[Start of section]
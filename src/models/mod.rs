//! Core data models for tally
//!
//! The budget state is a tree: income (a single `Money` value) plus an
//! ordered list of `Category` records, each owning an ordered list of
//! `Transaction` records. Everything else (spent, remaining, unallocated)
//! is derived.

pub mod category;
pub mod ids;
pub mod money;
pub mod transaction;

pub use category::Category;
pub use ids::{CategoryId, TransactionId};
pub use money::Money;
pub use transaction::{Transaction, TransactionKind};
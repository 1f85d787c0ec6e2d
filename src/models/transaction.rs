//! Transaction model
//!
//! A transaction is either a debit (expense) or a credit (income/refund)
//! against one category. Transactions are immutable once created; the only
//! later operation is deletion.

use chrono::{DateTime, Utc};
use serde::{Deserialize, Serialize};
use std::fmt;

use super::ids::TransactionId;
use super::money::Money;

/// Whether a transaction reduces or restores the category budget
#[derive(Debug, Clone, Copy, PartialEq, Eq, Serialize, Deserialize, Default)]
#[serde(rename_all = "lowercase")]
pub enum TransactionKind {
    /// An expense; reduces the remaining budget
    #[default]
    Debit,
    /// Income or a refund; increases the remaining budget
    Credit,
}

impl TransactionKind {
    /// Default description used when the user leaves it blank
    pub fn default_description(&self) -> &'static str {
        match self {
            Self::Debit => "Expense",
            Self::Credit => "Income",
        }
    }

    /// The other kind
    pub fn toggled(&self) -> Self {
        match self {
            Self::Debit => Self::Credit,
            Self::Credit => Self::Debit,
        }
    }
}

impl fmt::Display for TransactionKind {
    fn fmt(&self, f: &mut fmt::Formatter<'_>) -> fmt::Result {
        match self {
            Self::Debit => write!(f, "Debit"),
            Self::Credit => write!(f, "Credit"),
        }
    }
}

/// A single debit or credit within a category
#[derive(Debug, Clone, Serialize, Deserialize)]
pub struct Transaction {
    /// Unique identifier
    pub id: TransactionId,

    /// Debit or credit
    pub kind: TransactionKind,

    /// Entered magnitude; always positive, the sign lives in `kind`
    pub amount: Money,

    /// Free-text description
    pub description: String,

    /// When the transaction was created
    pub date: DateTime<Utc>,
}

impl Transaction {
    /// Create a new transaction dated now
    ///
    /// A blank description falls back to "Expense" or "Income" depending
    /// on the kind.
    pub fn new(kind: TransactionKind, amount: Money, description: impl Into<String>) -> Self {
        let description = description.into();
        let description = if description.trim().is_empty() {
            kind.default_description().to_string()
        } else {
            description
        };

        Self {
            id: TransactionId::new(),
            kind,
            amount,
            description,
            date: Utc::now(),
        }
    }

    /// The amount with its budget effect applied: negative for debits,
    /// positive for credits
    pub fn signed(&self) -> Money {
        match self.kind {
            TransactionKind::Debit => -self.amount,
            TransactionKind::Credit => self.amount,
        }
    }
}
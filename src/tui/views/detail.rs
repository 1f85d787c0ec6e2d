//! Category detail view
//!
//! Shows one category's figures, a gauge of how much of the allocation is
//! used up, and its transactions newest first. A route id that no longer
//! resolves renders the not-found state instead.

use ratatui::{
    layout::{Constraint, Layout, Rect},
    style::{Color, Modifier, Style},
    text::Line,
    widgets::{Block, Borders, Cell, Clear, Gauge, Paragraph, Row, Table, TableState},
    Frame,
};

use crate::models::{Category, CategoryId, Money, TransactionKind};

use super::super::app::{App, DetailMode, TransactionField, TransactionForm};
use super::{centered_rect, render_category_form, render_footer, render_labeled_input};

const HINTS: &str = "↑/↓ select · a add transaction · e edit · d delete · Esc back · q quit";

/// Render the detail view for the given category id
pub fn render(frame: &mut Frame, app: &mut App, id: CategoryId) {
    let Some(category) = app.book.category(id).cloned() else {
        render_not_found(frame);
        return;
    };

    let [header_area, tiles_area, gauge_area, list_area, footer_area] = Layout::vertical([
        Constraint::Length(3),
        Constraint::Length(3),
        Constraint::Length(1),
        Constraint::Min(3),
        Constraint::Length(1),
    ])
    .areas(frame.area());

    render_header(frame, &category, header_area);
    render_figures(frame, app, &category, tiles_area);
    render_gauge(frame, &category, gauge_area);
    render_transactions(frame, app, &category, list_area);
    render_footer(frame, app, footer_area, HINTS);

    match &app.detail_mode {
        DetailMode::AddingTransaction(form) => render_transaction_form(frame, form),
        DetailMode::EditingCategory(form) => {
            render_category_form(frame, "Edit Category", form);
        }
        DetailMode::Viewing => {}
    }
}

fn render_not_found(frame: &mut Frame) {
    let area = centered_rect(frame.area(), 40, 4);
    let block = Block::default()
        .borders(Borders::ALL)
        .border_style(Style::default().fg(Color::Red));
    let inner = block.inner(area);
    frame.render_widget(block, area);

    let lines = vec![
        Line::from("Category not found").style(
            Style::default()
                .fg(Color::Red)
                .add_modifier(Modifier::BOLD),
        ),
        Line::from("Press Esc to return to the dashboard")
            .style(Style::default().fg(Color::DarkGray)),
    ];
    frame.render_widget(Paragraph::new(lines).centered(), inner);
}

fn render_header(frame: &mut Frame, category: &Category, area: Rect) {
    let block = Block::default().borders(Borders::ALL);
    let inner = block.inner(area);
    frame.render_widget(block, area);

    let title = Paragraph::new(category.name.as_str()).style(
        Style::default()
            .fg(Color::Cyan)
            .add_modifier(Modifier::BOLD),
    );
    frame.render_widget(title, inner);
}

fn render_figures(frame: &mut Frame, app: &App, category: &Category, area: Rect) {
    let tiles = Layout::horizontal([
        Constraint::Ratio(1, 3),
        Constraint::Ratio(1, 3),
        Constraint::Ratio(1, 3),
    ])
    .split(area);

    let remaining = category.remaining();
    let remaining_color = if category.is_over_budget() {
        Color::Red
    } else {
        Color::Green
    };

    render_tile(frame, app, tiles[0], "Allocated", category.allocated, Color::White);
    render_tile(
        frame,
        app,
        tiles[1],
        "Spent",
        category.spent().abs(),
        Color::White,
    );
    render_tile(frame, app, tiles[2], "Remaining", remaining, remaining_color);
}

fn render_tile(frame: &mut Frame, app: &App, area: Rect, label: &str, amount: Money, color: Color) {
    let block = Block::default()
        .title(format!(" {} ", label))
        .borders(Borders::ALL)
        .border_style(Style::default().fg(Color::Gray));
    let inner = block.inner(area);
    frame.render_widget(block, area);

    let text = Paragraph::new(amount.format_with_symbol(&app.settings.currency_symbol))
        .style(Style::default().fg(color).add_modifier(Modifier::BOLD));
    frame.render_widget(text, inner);
}

fn render_gauge(frame: &mut Frame, category: &Category, area: Rect) {
    let percent = category.progress_percent();
    let color = if category.is_over_budget() {
        Color::Red
    } else if percent >= 80 {
        Color::Yellow
    } else {
        Color::Cyan
    };

    let gauge = Gauge::default()
        .gauge_style(Style::default().fg(color).bg(Color::Black))
        .percent(percent)
        .label(format!("{}%", percent));
    frame.render_widget(gauge, area);
}

fn render_transactions(frame: &mut Frame, app: &App, category: &Category, area: Rect) {
    let block = Block::default()
        .title(" Transactions ")
        .title_style(
            Style::default()
                .fg(Color::Cyan)
                .add_modifier(Modifier::BOLD),
        )
        .borders(Borders::ALL);

    if category.transactions.is_empty() {
        let text = Paragraph::new("No transactions yet. Press 'a' to add one.")
            .block(block)
            .style(Style::default().fg(Color::Yellow));
        frame.render_widget(text, area);
        return;
    }

    let symbol = app.settings.currency_symbol.as_str();
    let rows: Vec<Row> = category
        .transactions
        .iter()
        .rev()
        .map(|txn| {
            let signed = txn.signed();
            let (amount_text, amount_color) = if signed.is_negative() {
                (format!("-{}", signed.abs().format_with_symbol(symbol)), Color::Red)
            } else {
                (format!("+{}", signed.format_with_symbol(symbol)), Color::Green)
            };

            Row::new(vec![
                Cell::from(txn.date.format(&app.settings.date_format).to_string()),
                Cell::from(txn.kind.to_string()),
                Cell::from(txn.description.clone()),
                Cell::from(amount_text).style(Style::default().fg(amount_color)),
            ])
        })
        .collect();

    let widths = [
        Constraint::Length(12),
        Constraint::Length(8),
        Constraint::Min(16),
        Constraint::Length(14),
    ];

    let header = Row::new(vec![
        Cell::from("Date"),
        Cell::from("Kind"),
        Cell::from("Description"),
        Cell::from("Amount"),
    ])
    .style(
        Style::default()
            .fg(Color::Yellow)
            .add_modifier(Modifier::BOLD),
    )
    .height(1);

    let table = Table::new(rows, widths)
        .header(header)
        .block(block)
        .highlight_style(
            Style::default()
                .bg(Color::DarkGray)
                .add_modifier(Modifier::BOLD),
        )
        .highlight_symbol("▶ ");

    let mut state = TableState::default();
    state.select(Some(app.selected_transaction_index));

    frame.render_stateful_widget(table, area, &mut state);
}

fn render_transaction_form(frame: &mut Frame, form: &TransactionForm) {
    let area = centered_rect(frame.area(), 48, 7);
    frame.render_widget(Clear, area);

    let block = Block::default()
        .title(" Add Transaction ")
        .title_style(
            Style::default()
                .fg(Color::Cyan)
                .add_modifier(Modifier::BOLD),
        )
        .borders(Borders::ALL);
    let inner = block.inner(area);
    frame.render_widget(block, area);

    let rows = Layout::vertical([
        Constraint::Length(1),
        Constraint::Length(1),
        Constraint::Length(1),
        Constraint::Length(1),
        Constraint::Length(1),
    ])
    .split(inner);

    render_kind_row(frame, rows[0], form);
    render_labeled_input(
        frame,
        rows[1],
        "Amount",
        &form.amount,
        form.focus == TransactionField::Amount,
    );
    render_labeled_input(
        frame,
        rows[2],
        "Description",
        &form.description,
        form.focus == TransactionField::Description,
    );

    let hint = Line::from("Tab switch · Space toggle kind · Enter save · Esc cancel")
        .style(Style::default().fg(Color::DarkGray));
    frame.render_widget(Paragraph::new(hint), rows[4]);
}

fn render_kind_row(frame: &mut Frame, area: Rect, form: &TransactionForm) {
    let focused = form.focus == TransactionField::Kind;
    let label_style = if focused {
        Style::default().fg(Color::Cyan)
    } else {
        Style::default().fg(Color::Gray)
    };

    let [label_area, value_area] =
        Layout::horizontal([Constraint::Length(13), Constraint::Min(0)]).areas(area);
    frame.render_widget(Paragraph::new("Kind:").style(label_style), label_area);

    let value = match form.kind {
        TransactionKind::Debit => "◀ Expense ▶",
        TransactionKind::Credit => "◀ Income ▶",
    };
    let value_style = if focused {
        Style::default().fg(Color::White).add_modifier(Modifier::BOLD)
    } else {
        Style::default().fg(Color::Gray)
    };
    frame.render_widget(Paragraph::new(value).style(value_style), value_area);
}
[End of section]
**Problem to work on**:
A single number is expected: how many lines in the records contain the string "impl".

**Reply to the task**:
4